On Mon, Apr 14, 2014 at 7:45 PM, Peter Geoghegan <pg@heroku.com> wrote:
> On Mon, Apr 14, 2014 at 5:30 PM, Bruce Momjian <bruce@momjian.us> wrote:
>> I am glad you are looking at this. You are right that it requires a
>> huge amount of testing, but clearly our code needs improvement in this
>> area.
>
> Thanks.
>
> Does anyone recall the original justification for the recommendation
> that shared_buffers never exceed 8GiB? I'd like to revisit the test
> case, if such a thing exists.
There are many reports of improvement from lowering shared_buffers.

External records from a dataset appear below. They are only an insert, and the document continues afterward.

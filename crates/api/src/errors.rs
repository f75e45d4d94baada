use axum::{
    http::{header::ALLOW, HeaderValue, StatusCode},
    response::{IntoResponse, Response},
    Json,
};
use dohgate_domain::DomainError;
use serde_json::json;
use tracing::error;

pub struct ApiError(pub DomainError);

impl From<DomainError> for ApiError {
    fn from(err: DomainError) -> Self {
        Self(err)
    }
}

impl ApiError {
    pub fn status(&self) -> StatusCode {
        match &self.0 {
            DomainError::MethodNotAllowed(_) => StatusCode::METHOD_NOT_ALLOWED,

            DomainError::UnsupportedMediaType(_) => StatusCode::UNSUPPORTED_MEDIA_TYPE,

            DomainError::InvalidDohRequest(_)
            | DomainError::MalformedMessage(_)
            | DomainError::Validation(_)
            | DomainError::InvalidDomainName(_) => StatusCode::BAD_REQUEST,

            DomainError::PoolExhausted { .. }
            | DomainError::NoEligibleTransport { .. }
            | DomainError::ClientRequestFailed { .. }
            | DomainError::ResponseMappingFailed { .. }
            | DomainError::TransportTimeout { .. } => StatusCode::BAD_GATEWAY,

            DomainError::InvalidUpstream(_)
            | DomainError::ConfigError(_)
            | DomainError::IoError(_) => StatusCode::INTERNAL_SERVER_ERROR,
        }
    }
}

impl IntoResponse for ApiError {
    fn into_response(self) -> Response {
        let status = self.status();
        let message = if status == StatusCode::INTERNAL_SERVER_ERROR {
            error!(error = %self.0, "Internal error while serving DoH request");
            "internal error".to_string()
        } else {
            self.0.to_string()
        };

        let mut response = (status, Json(json!({ "error": message }))).into_response();
        if status == StatusCode::METHOD_NOT_ALLOWED {
            response
                .headers_mut()
                .insert(ALLOW, HeaderValue::from_static("GET, POST"));
        }
        response
    }
}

The problem is that it tends to show up on complex production
workloads and that there is no clear evidence pointing to problems
with the clock sweep; it could be higher up in the partition locks or
something else entirely (like the O/S). pgbench is also not the
greatest tool for sniffing out these cases: it's too random and for
large database optimization is generally an exercise in de-randomizing
i/o patterns. We really, really need a broader testing suite that
covers more usage patterns.
I was suspicious for a while that spinlock contention inside the
clocksweep was causing stalls and posted a couple of different patches
to try and reduce the chance of that. I basically gave up when I
couldn't demonstrate that case in simulated testing.
I still think there is no good reason for the clock to pedantically
adjust usage count on contented buffers...better to throw a single
TTAS and bail to the next buffer if either 'T' signals a lock.
merlin